Bestemmingsplannen Gemeente Hellendoorn
 

4.2 Uitgangspunten bestemmingsregeling

 

4.2.1 Algemeen

In dit onderdeel van de toelichting wordt nader ingegaan op de vormgeving van de verbeelding en de regels.

 

Bij de opzet van de regels is aangesloten op de wettelijke regelingen, namelijk de Wet ruimtelijke ordening en het Besluit ruimtelijke ordening. Tevens sluiten de regels aan bij de eisen conform Standaard Vergelijkbare BestemmingsPlannen 2008 (SVBP 2008).

 

Het bestemmingsplan is overeenkomstig het Besluit ruimtelijke ordening vervat in:

  • een geometrische plaatsbepaling van het plangebied en van de daarin aangewezen bestemmingen;

  • een beschrijving van die bestemmingen, waarbij per bestemming het doel of de doeleinden worden aangegeven.

 

Afstemming op andere wetten en verordeningen

Met het oog op de duidelijkheid, dan wel om een dubbel vergunningstelsel te voorkomen, is ten aanzien van het welstandsbeleid aangegeven hoe het gemeentebestuur bij de toepassing van de daarin opgenomen regelingen rekening houdt met het ruimtelijk beleid, zoals dat met het bestemmingsplan wordt nagestreefd.

4.2.2 Bestemmingsregels

In het plan zijn circa 20 bestemmingen opgenomen.

De verschillende bestemmingen hebben een vaste opbouw en volgorde:

1. Bestemmingsomschrijving;

2. Bouwregels;

en voorzover nodig:

3. Nadere eisen;

4. Afwijking van de bouwregels;

5. Specifieke gebruiksregels;

6. Afwijking van de gebruiksregels;

7. Omgevingsvergunning voor het uitvoeren van werk, geen bouwwerk zijnde, of van werkzaamheden;

8. Omgevingsvergunning voor het slopen van karakteristieke panden;

9. Wijzigingsbevoegdheid.

 

Algemene regels

Naast de bestemmingsregels, de begrippen en de wijze van meten, zijn nog algemene gebruiks- en afwijkingsregelsregels, overige regels en overgangs- en slotregels opgenomen.
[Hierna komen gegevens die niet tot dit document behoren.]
//! Database row types. These map directly to SQLite rows.
//! Distinct from plaza-types API models to keep the DB layer independent.

use std::str::FromStr;

use chrono::{DateTime, NaiveDate, NaiveDateTime, Utc};
use rusqlite::Row;
use rusqlite::types::Type;
use uuid::Uuid;

use plaza_types::models::{
    Attendance, ChatTarget, MemberRole, NotificationKind, PostPrivacy, RequestStatus,
};

/// Same layout SQLite produces with `strftime('%Y-%m-%d %H:%M:%f', 'now')`,
/// so stored values compare correctly as text.
pub const TIMESTAMP_FORMAT: &str = "%Y-%m-%d %H:%M:%S%.3f";

pub fn format_timestamp(ts: DateTime<Utc>) -> String {
    ts.format(TIMESTAMP_FORMAT).to_string()
}

/// Accepts RFC 3339 as well as the naive UTC layout SQLite writes, with or
/// without fractional seconds.
pub fn parse_timestamp(raw: &str) -> Result<DateTime<Utc>, chrono::ParseError> {
    raw.parse::<DateTime<Utc>>().or_else(|_| {
        NaiveDateTime::parse_from_str(raw, "%Y-%m-%d %H:%M:%S%.f").map(|ndt| ndt.and_utc())
    })
}

/// Typed column accessors for TEXT-encoded values.
pub(crate) trait RowExt {
    fn parsed<T>(&self, idx: usize) -> rusqlite::Result<T>
    where
        T: FromStr,
        T::Err: std::error::Error + Send + Sync + 'static;

    fn parsed_opt<T>(&self, idx: usize) -> rusqlite::Result<Option<T>>
    where
        T: FromStr,
        T::Err: std::error::Error + Send + Sync + 'static;

    fn timestamp(&self, idx: usize) -> rusqlite::Result<DateTime<Utc>>;
}

impl RowExt for Row<'_> {
    fn parsed<T>(&self, idx: usize) -> rusqlite::Result<T>
    where
        T: FromStr,
        T::Err: std::error::Error + Send + Sync + 'static,
    {
        let raw: String = self.get(idx)?;
        raw.parse()
            .map_err(|e| rusqlite::Error::FromSqlConversionFailure(idx, Type::Text, Box::new(e)))
    }

    fn parsed_opt<T>(&self, idx: usize) -> rusqlite::Result<Option<T>>
    where
        T: FromStr,
        T::Err: std::error::Error + Send + Sync + 'static,
    {
        match self.get::<_, Option<String>>(idx)? {
            Some(raw) => raw.parse().map(Some).map_err(|e| {
                rusqlite::Error::FromSqlConversionFailure(idx, Type::Text, Box::new(e))
            }),
            None => Ok(None),
        }
    }

    fn timestamp(&self, idx: usize) -> rusqlite::Result<DateTime<Utc>> {
        let raw: String = self.get(idx)?;
        parse_timestamp(&raw)
            .map_err(|e| rusqlite::Error::FromSqlConversionFailure(idx, Type::Text, Box::new(e)))
    }
}

// -- Users --

/// Columns: id, email, password, first_name, last_name, date_of_birth,
/// nickname, about_me, avatar, is_private, created_at.
pub(crate) const USER_COLUMNS: &str = "u.id, u.email, u.password, u.first_name, u.last_name, \
     u.date_of_birth, u.nickname, u.about_me, u.avatar, u.is_private, u.created_at";

#[derive(Debug, Clone)]
pub struct UserRow {
    pub id: Uuid,
    pub email: String,
    pub password: String,
    pub first_name: String,
    pub last_name: String,
    pub date_of_birth: NaiveDate,
    pub nickname: Option<String>,
    pub about_me: Option<String>,
    pub avatar: Option<String>,
    pub is_private: bool,
    pub created_at: DateTime<Utc>,
}

impl UserRow {
    pub(crate) fn from_row(row: &Row<'_>) -> rusqlite::Result<Self> {
        Ok(Self {
            id: row.parsed(0)?,
            email: row.get(1)?,
            password: row.get(2)?,
            first_name: row.get(3)?,
            last_name: row.get(4)?,
            date_of_birth: row.parsed(5)?,
            nickname: row.get(6)?,
            about_me: row.get(7)?,
            avatar: row.get(8)?,
            is_private: row.get(9)?,
            created_at: row.timestamp(10)?,
        })
    }

    pub fn brief(&self) -> UserBrief {
        UserBrief {
            id: self.id,
            first_name: self.first_name.clone(),
            last_name: self.last_name.clone(),
            nickname: self.nickname.clone(),
            avatar: self.avatar.clone(),
        }
    }
}

#[derive(Debug, Clone)]
pub struct NewUser {
    pub email: String,
    pub password_hash: String,
    pub first_name: String,
    pub last_name: String,
    pub date_of_birth: NaiveDate,
    pub nickname: Option<String>,
    pub about_me: Option<String>,
    pub avatar: Option<String>,
    pub is_private: bool,
}

/// `None` fields are left unchanged. `Some(None)` clears a nullable column.
#[derive(Debug, Clone, Default)]
pub struct ProfileUpdate {
    pub first_name: Option<String>,
    pub last_name: Option<String>,
    pub date_of_birth: Option<NaiveDate>,
    pub nickname: Option<Option<String>>,
    pub about_me: Option<Option<String>>,
    pub avatar: Option<Option<String>>,
}

/// Public identity of a user, joined into most other rows.
pub(crate) const BRIEF_COLUMNS: &str = "u.id, u.first_name, u.last_name, u.nickname, u.avatar";

#[derive(Debug, Clone, PartialEq, Eq)]
pub struct UserBrief {
    pub id: Uuid,
    pub first_name: String,
    pub last_name: String,
    pub nickname: Option<String>,
    pub avatar: Option<String>,
}

impl UserBrief {
    /// Reads the five `BRIEF_COLUMNS` starting at `start`.
    pub(crate) fn from_row(row: &Row<'_>, start: usize) -> rusqlite::Result<Self> {
        Ok(Self {
            id: row.parsed(start)?,
            first_name: row.get(start + 1)?,
            last_name: row.get(start + 2)?,
            nickname: row.get(start + 3)?,
            avatar: row.get(start + 4)?,
        })
    }
}

// -- Posts --

#[derive(Debug, Clone)]
pub struct PostRow {
    pub id: Uuid,
    pub author: UserBrief,
    pub group_id: Option<Uuid>,
    pub content: String,
    pub image: Option<String>,
    pub privacy: PostPrivacy,
    pub comment_count: i64,
    pub created_at: DateTime<Utc>,
}

#[derive(Debug, Clone)]
pub struct NewPost {
    pub author_id: Uuid,
    pub group_id: Option<Uuid>,
    pub content: String,
    pub image: Option<String>,
    pub privacy: PostPrivacy,
    pub allowed_user_ids: Vec<Uuid>,
}

// -- Comments --

#[derive(Debug, Clone)]
pub struct CommentRow {
    pub id: Uuid,
    pub post_id: Uuid,
    pub author: UserBrief,
    pub content: String,
    pub image: Option<String>,
    pub created_at: DateTime<Utc>,
}

#[derive(Debug, Clone)]
pub struct NewComment {
    pub post_id: Uuid,
    pub author_id: Uuid,
    pub content: String,
    pub image: Option<String>,
}

// -- Groups --

#[derive(Debug, Clone)]
pub struct GroupRow {
    pub id: Uuid,
    pub creator_id: Uuid,
    pub title: String,
    pub description: String,
    pub member_count: i64,
    pub created_at: DateTime<Utc>,
}

#[derive(Debug, Clone)]
pub struct MemberRow {
    pub user: UserBrief,
    pub role: MemberRole,
    pub joined_at: DateTime<Utc>,
}

#[derive(Debug, Clone)]
pub struct InvitationRow {
    pub id: Uuid,
    pub group_id: Uuid,
    pub group_title: String,
    pub inviter_id: Uuid,
    pub invitee_id: Uuid,
    pub status: RequestStatus,
    pub created_at: DateTime<Utc>,
}

#[derive(Debug, Clone)]
pub struct JoinRequestRow {
    pub id: Uuid,
    pub group_id: Uuid,
    pub user: UserBrief,
    pub status: RequestStatus,
    pub created_at: DateTime<Utc>,
}

// -- Group events --

#[derive(Debug, Clone)]
pub struct GroupEventRow {
    pub id: Uuid,
    pub group_id: Uuid,
    pub creator_id: Uuid,
    pub title: String,
    pub description: String,
    pub event_time: DateTime<Utc>,
    pub going: i64,
    pub not_going: i64,
    pub created_at: DateTime<Utc>,
}

#[derive(Debug, Clone)]
pub struct NewGroupEvent {
    pub group_id: Uuid,
    pub creator_id: Uuid,
    pub title: String,
    pub description: String,
    pub event_time: DateTime<Utc>,
}

#[derive(Debug, Clone)]
pub struct AttendeeRow {
    pub user: UserBrief,
    pub response: Attendance,
}

// -- Messages --

#[derive(Debug, Clone)]
pub struct MessageRow {
    pub id: Uuid,
    pub sender: UserBrief,
    pub target: ChatTarget,
    pub content: String,
    pub created_at: DateTime<Utc>,
}

#[derive(Debug, Clone)]
pub struct ConversationRow {
    pub partner: UserBrief,
    pub last_message_at: DateTime<Utc>,
}

// -- Notifications --

#[derive(Debug, Clone)]
pub struct NotificationRow {
    pub id: Uuid,
    pub user_id: Uuid,
    pub kind: NotificationKind,
    pub actor_id: Option<Uuid>,
    pub reference_id: Option<Uuid>,
    pub message: String,
    pub is_read: bool,
    pub created_at: DateTime<Utc>,
}

#[derive(Debug, Clone)]
pub struct NewNotification {
    pub user_id: Uuid,
    pub kind: NotificationKind,
    pub actor_id: Option<Uuid>,
    pub reference_id: Option<Uuid>,
    pub message: String,
}

#[cfg(test)]
mod tests {
    use super::*;
    use chrono::{Datelike, TimeZone, Timelike};

    #[test]
    fn parses_sqlite_layouts() {
        let with_millis = parse_timestamp("2024-03-01 10:20:30.456").unwrap();
        assert_eq!(with_millis.second(), 30);
        assert_eq!(with_millis.timestamp_subsec_millis(), 456);

        let plain = parse_timestamp("2024-03-01 10:20:30").unwrap();
        assert_eq!(plain.day(), 1);

        let rfc = parse_timestamp("2024-03-01T10:20:30Z").unwrap();
        assert_eq!(rfc, plain);

        assert!(parse_timestamp("yesterday").is_err());
    }

    #[test]
    fn formatted_timestamps_sort_as_text() {
        let early = Utc.with_ymd_and_hms(2024, 1, 9, 23, 59, 59).unwrap();
        let late = Utc.with_ymd_and_hms(2024, 1, 10, 0, 0, 0).unwrap();
        assert!(format_timestamp(early) < format_timestamp(late));
        assert_eq!(parse_timestamp(&format_timestamp(late)).unwrap(), late);
    }
}
use axum::{
    Extension, Json,
    extract::{Path, State},
    http::StatusCode,
    response::IntoResponse,
};
use uuid::Uuid;

use plaza_db::models::NewGroupEvent;
use plaza_types::api::{
    CreateEventRequest, EventDetailResponse, GroupEventResponse, RespondEventRequest,
};
use plaza_types::models::NotificationKind;

use crate::auth::{AppState, db_call};
use crate::error::{ApiError, require_text};
use crate::groups::ensure_member;
use crate::middleware::CurrentUser;
use crate::notify_all;

pub async fn list_events(
    State(state): State<AppState>,
    Extension(current): Extension<CurrentUser>,
    Path(group_id): Path<Uuid>,
) -> Result<Json<Vec<GroupEventResponse>>, ApiError> {
    let me = current.id;
    let events = db_call(&state, move |db| {
        ensure_member(db, group_id, me)?;
        Ok(db.group_events().list_by_group(group_id)?)
    })
    .await?;
    Ok(Json(events.into_iter().map(Into::into).collect()))
}

/// Every other member of the group is notified.
pub async fn create_event(
    State(state): State<AppState>,
    Extension(current): Extension<CurrentUser>,
    Path(group_id): Path<Uuid>,
    Json(req): Json<CreateEventRequest>,
) -> Result<impl IntoResponse, ApiError> {
    require_text(&req.title, "title")?;

    let me = current.id;
    let new_event = NewGroupEvent {
        group_id,
        creator_id: me,
        title: req.title.trim().to_string(),
        description: req.description.trim().to_string(),
        event_time: req.event_time,
    };
    let (event, members, group_title) = db_call(&state, move |db| {
        ensure_member(db, group_id, me)?;
        let event = db.group_events().create(new_event)?;
        let members = db.groups().member_ids(group_id)?;
        Ok((event, members, db.groups().get(group_id)?.title))
    })
    .await?;

    let others: Vec<Uuid> = members.into_iter().filter(|id| *id != me).collect();
    notify_all(
        &state,
        &others,
        NotificationKind::GroupEvent,
        me,
        Some(event.id),
        format!("New event in {group_title}: {}", event.title),
    )
    .await;

    Ok((StatusCode::CREATED, Json(GroupEventResponse::from(event))))
}

pub async fn get_event(
    State(state): State<AppState>,
    Extension(current): Extension<CurrentUser>,
    Path(event_id): Path<Uuid>,
) -> Result<Json<EventDetailResponse>, ApiError> {
    let me = current.id;
    let (event, responses) = db_call(&state, move |db| {
        let event = db.group_events().get(event_id)?;
        ensure_member(db, event.group_id, me)?;
        Ok((event, db.group_events().responses(event_id)?))
    })
    .await?;

    Ok(Json(EventDetailResponse {
        event: event.into(),
        responses: responses.into_iter().map(Into::into).collect(),
    }))
}

/// Going or not going. Answering again replaces the previous answer.
pub async fn respond_event(
    State(state): State<AppState>,
    Extension(current): Extension<CurrentUser>,
    Path(event_id): Path<Uuid>,
    Json(req): Json<RespondEventRequest>,
) -> Result<Json<GroupEventResponse>, ApiError> {
    let me = current.id;
    let event = db_call(&state, move |db| {
        let event = db.group_events().get(event_id)?;
        ensure_member(db, event.group_id, me)?;
        Ok(db.group_events().respond(event_id, me, req.response)?)
    })
    .await?;
    Ok(Json(event.into()))
}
4.2.3 Verbeelding (voorheen plankaart)

Voor dit bestemmingsplan zijn er twee voorname redenen om af te wijken van de standaard die in de gemeente Hellendoorn bestemmingsplan zijn er twee redenen om van de gekozen systematiek af te wijken. In de eerste plaats is er natuurlijk de inwerkingtreding van de Wet ruimtelijke ordening, in verband waarmee ook de verbeelding aan nieuwe eisen moet voldoen. In de tweede plaats is het specifieke karakter van het plangebied een reden om te kiezen voor een enigszins afwijkende opzet. Gezien het bijzondere karakter van het gebied Duivecate/Reggedal is de gebruikelijke regeling voor de bebouwde gebieden niet zonder meer toepasbaar. Het gebied vraagt maatwerk. Wat betreft de regeling voor (de functies van) de bebouwing is zoveel mogelijk uitgegaan van de systematiek voor het bebouwde gebied; voor de onbebouwde gebieden (agrarisch, natuur en dergelijke) is aansluiting gezocht bij het in voorbereiding zijnde bestemmingsplan buitengebied. Bestaande bebouwing en functies worden op deze wijze adequaat geregeld, terwijl de waarden van onbebouwde gebieden zoveel mogelijk eensluidend zijn aan het aangrenzende buitengebied.